初ノ話
ここは一体どこなんだろう。
わたしは蔵のような場所に座り込んでいた。
目の前では炎が立ち込め、家がひたすら音を立て燃えている。
わたしは驚愕のあまり立ち上がることも出来ず、ただ燃え上がる家を見つめるだけ。
あれから右目の痛みは消えていた。
それよりも今はこの現状を見て、誰かに強く握り潰されたように胸が痛い。
わたしの格好はあの時と同じ、セーラー服のままだった。
なのにわたしの前を通り行く人は着物を着て走りにくそうに、それでも必死で逃げ惑っている。
本当にここはどこなんだろう。
「おい!そこで何してんだ」
ふいに声をかけられ振り向けば、それと同時に刃がわたしの喉元に突き出された。
「逃げれば斬る。
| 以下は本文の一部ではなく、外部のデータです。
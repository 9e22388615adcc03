//! Domain model for reconciled entities.
//!
//! # Responsibility
//! - Define the raw and validated property value shapes shared by both
//!   extractors and the validator.
//! - Define the per-class records mirrored into the index.

pub mod records;
pub mod value;
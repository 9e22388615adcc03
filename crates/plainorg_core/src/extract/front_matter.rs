//! Front-matter extraction and canonical rendering for note files.
//!
//! # Responsibility
//! - Split a note file into its metadata block and body.
//! - Parse `key: value` metadata lines into a raw property bag.
//! - Render a validated note back into canonical front-matter form.
//!
//! # Invariants
//! - Body text survives rewrites byte-for-byte apart from leading blank-line
//!   trimming.
//! - An opening delimiter without a closing delimiter is a parse failure,
//!   never silently treated as body text.
//! - Rendering emits only non-null declared keys, in a fixed order.

use crate::model::value::{PropertyBag, RawValue, ValueMap};
use crate::schema::{self, ContentClass};
use crate::validate::ValidationError;
use once_cell::sync::Lazy;
use regex::Regex;

/// Front-matter delimiter line.
const DELIMITER: &str = "---";

/// Canonical key order for rendered note metadata; `id` is always last.
const KEY_ORDER: [&str; 5] = ["title", "description", "tags", "authour", "creation"];

/// A note file split into its optional metadata block and its body.
#[derive(Debug, Clone, Copy, PartialEq, Eq)]
pub struct Document<'a> {
    /// Metadata block content, delimiters excluded.
    pub front: Option<&'a str>,
    /// Everything after the closing delimiter (or the whole file).
    pub body: &'a str,
}

/// Splits a note file into front matter and body.
///
/// # Errors
/// Returns a parse failure when the file opens a metadata block that never
/// closes.
pub fn split_document(text: &str) -> Result<Document<'_>, ValidationError> {
    let after_open = match text.strip_prefix("---\n") {
        Some(rest) => rest,
        None => {
            if text == DELIMITER {
                return Err(unterminated());
            }
            return Ok(Document {
                front: None,
                body: text,
            });
        }
    };

    // Closing delimiter is a line consisting of exactly `---`.
    if let Some(rest) = after_open.strip_prefix("---\n") {
        return Ok(Document {
            front: Some(""),
            body: rest,
        });
    }
    if after_open == DELIMITER {
        return Ok(Document {
            front: Some(""),
            body: "",
        });
    }
    if let Some(idx) = after_open.find("\n---\n") {
        return Ok(Document {
            front: Some(&after_open[..idx]),
            body: &after_open[idx + 5..],
        });
    }
    if let Some(front) = after_open.strip_suffix("\n---") {
        return Ok(Document {
            front: Some(front),
            body: "",
        });
    }

    Err(unterminated())
}

fn unterminated() -> ValidationError {
    ValidationError::Parse {
        reason: "front matter block is never closed".to_string(),
    }
}

static META_LINE: Lazy<Regex> =
    Lazy::new(|| Regex::new(r"^([^:]+)\s*:\s*(.*)$").expect("meta line pattern must compile"));

/// Parses a metadata block into a raw bag, admitting only keys declared for
/// `class` (plus `id`).
pub fn parse_front(block: &str, class: ContentClass) -> PropertyBag {
    let mut bag = PropertyBag::new();

    for raw_line in block.lines() {
        let line = raw_line.trim();
        if line.is_empty() || line.starts_with('#') {
            continue;
        }

        let Some(captures) = META_LINE.captures(line) else {
            continue;
        };
        let key = captures[1].trim().to_lowercase();
        let text = captures[2].trim();

        if !schema::is_declared(&key, class) {
            continue;
        }

        let value = if text.starts_with('[') && text.ends_with(']') {
            RawValue::List(parse_inline_list(&text[1..text.len() - 1]))
        } else {
            parse_scalar(text)
        };
        bag.insert(key, value);
    }

    bag
}

fn parse_inline_list(inner: &str) -> Vec<String> {
    inner
        .split(',')
        .map(|part| strip_quotes(part.trim()).to_string())
        .filter(|item| !item.is_empty())
        .collect()
}

fn strip_quotes(text: &str) -> &str {
    if text.len() >= 2
        && ((text.starts_with('"') && text.ends_with('"'))
            || (text.starts_with('\'') && text.ends_with('\'')))
    {
        &text[1..text.len() - 1]
    } else {
        text
    }
}

static INT_SCALAR: Lazy<Regex> =
    Lazy::new(|| Regex::new(r"^-?\d+$").expect("int pattern must compile"));
static FLOAT_SCALAR: Lazy<Regex> =
    Lazy::new(|| Regex::new(r"^-?\d+\.\d+$").expect("float pattern must compile"));

fn parse_scalar(text: &str) -> RawValue {
    if INT_SCALAR.is_match(text) {
        if let Ok(value) = text.parse::<i64>() {
            return RawValue::Int(value);
        }
    }
    if FLOAT_SCALAR.is_match(text) {
        if let Ok(value) = text.parse::<f64>() {
            return RawValue::Float(value);
        }
    }
    match text.to_ascii_lowercase().as_str() {
        "true" => return RawValue::Bool(true),
        "false" => return RawValue::Bool(false),
        "null" | "none" | "~" => return RawValue::Null,
        _ => {}
    }
    RawValue::Str(strip_quotes(text).to_string())
}

/// Renders a validated note into its canonical on-disk text.
pub fn render(values: &ValueMap, id: &str, body: &str) -> String {
    let mut lines = Vec::new();
    for key in KEY_ORDER {
        if let Some(value) = values.get(key) {
            lines.push(format!("{key}: {value}"));
        }
    }
    lines.push(format!("id: {id}"));

    format!(
        "---\n{}\n---\n\n{}",
        lines.join("\n"),
        body.trim_start_matches('\n')
    )
}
…まぁこのままここにいても燃えて死ぬんだけどな」
武士の格好をした男は少し笑みを浮かべた。
そういえば、さっきも背後から誰かに刺されたんだっけ。
なのにあの時の痛みはまったくない。
もしかしたら、このまま斬られれば元に戻るのかもしれない。
わたしは何も言わず、ただずっと男の目を見つめていた。
「おい。何か言えや」
男は起用に刃の先でわたしの顎をぐいっと持ち上げる。
刃の先が顎の肉に少し食い込んだ時、チクリと針を刺すような痛みが走った。
痛みを感じるという事は先ほどの事件とは違う。
今度は本当に死んでしまうのかもしれない。
わたしは途端に恐怖心に包まれた。
鳥肌が体中に立ち始める。
声を出して助けを求めたくても、怖さのあまり声までもが恐縮してしまっている。
そんなわたしにはお構いなしに、男は少しずつわたしの首元に刃を近づける。
わたしは見ているのが怖くなり、ぎゅっと目を閉じた。
その時、肉が千切れる音がしたかと思うと、一瞬でむせ返るような血の匂いに吐き気を感じた。
わたしは異常に恐怖を感じ、ゆっくりと目を開けた。
すると先ほど、わたしに刃を突き立てた男が血を流して倒れていた。
わたしの服にはその男のものだろう血が斑点のようについている。
あの一瞬で何が起こったのだろう。
わたしはゆっくりと顔を上げ、眼前にいる者を見た。
「……女、か」
そう呟いた男は、三日月の前立ての兜に刀の鍔型の眼帯で、いたるところに返り血を浴びていた。
わたしは彼の容姿に見覚えがあった。
授業で習った人物の容姿にそっくりだったのだ。
「伊達…政宗……?」
恐ろしい現状に振り絞って声を出す。
考えたくもないが、今わたしの目の前にいるのは戦国武将の伊達政宗だ。
「あぁ、そうだ」
彼は口角を上げ頷くと、器用に素早く刀を鞘に仕舞った。
わたしはどうやら戦国時代にタイムスリップしてしまったらしい。
謎が解け少しホッとするも、ここは戦の真っ只中だ。
彼もまた、わたしを殺しに来たのかもしれない。
すると彼はわたしの背丈に合わせてしゃがみ込んだ。
「見慣れない格好だな…。以前にもそういう奴がいたが」
思っていた事にはならず、わたしはきょとんとしてしまう。
彼は何を言っているのだろう。
わたしの疑問もよそに、彼は左目でわたしの右目をじっと睨んだ。
「それに、その目。…気になるな」
彼は独り言のように呟き始めた。
わたしは彼の左目に見つめられ、一瞬戦場にいるのを忘れてしまっていた。
彼は満足したのかそれとも飽きたのか、立ち上がると近くに停まっていた馬のもとへ歩いた。
そして馬に乗り際、わたしの方を振り返った。
眼帯で視線はわからなかったが、わたしの目を捉えていたのは確かだった。
「…来るか?ここにいればお前は必ず死ぬ」
きっとこの誘いを断ってはいけない。
これがこの場所で生きる、最初で最後のチャンスかもしれない。
なぜそう思ったのかわからなかったが、運命がわたしにそう告げたのだ。
もしかすると、一刻も早くこの場所から逃げ出したかっただけかもしれない。
けれどそんな考えなど、今となってはどうでもよかった。
わたしは彼の差し出す右手を強く離さないよう握ったのだった。
「いきます…!」
わたしは彼のその右手に希望の光が見えた。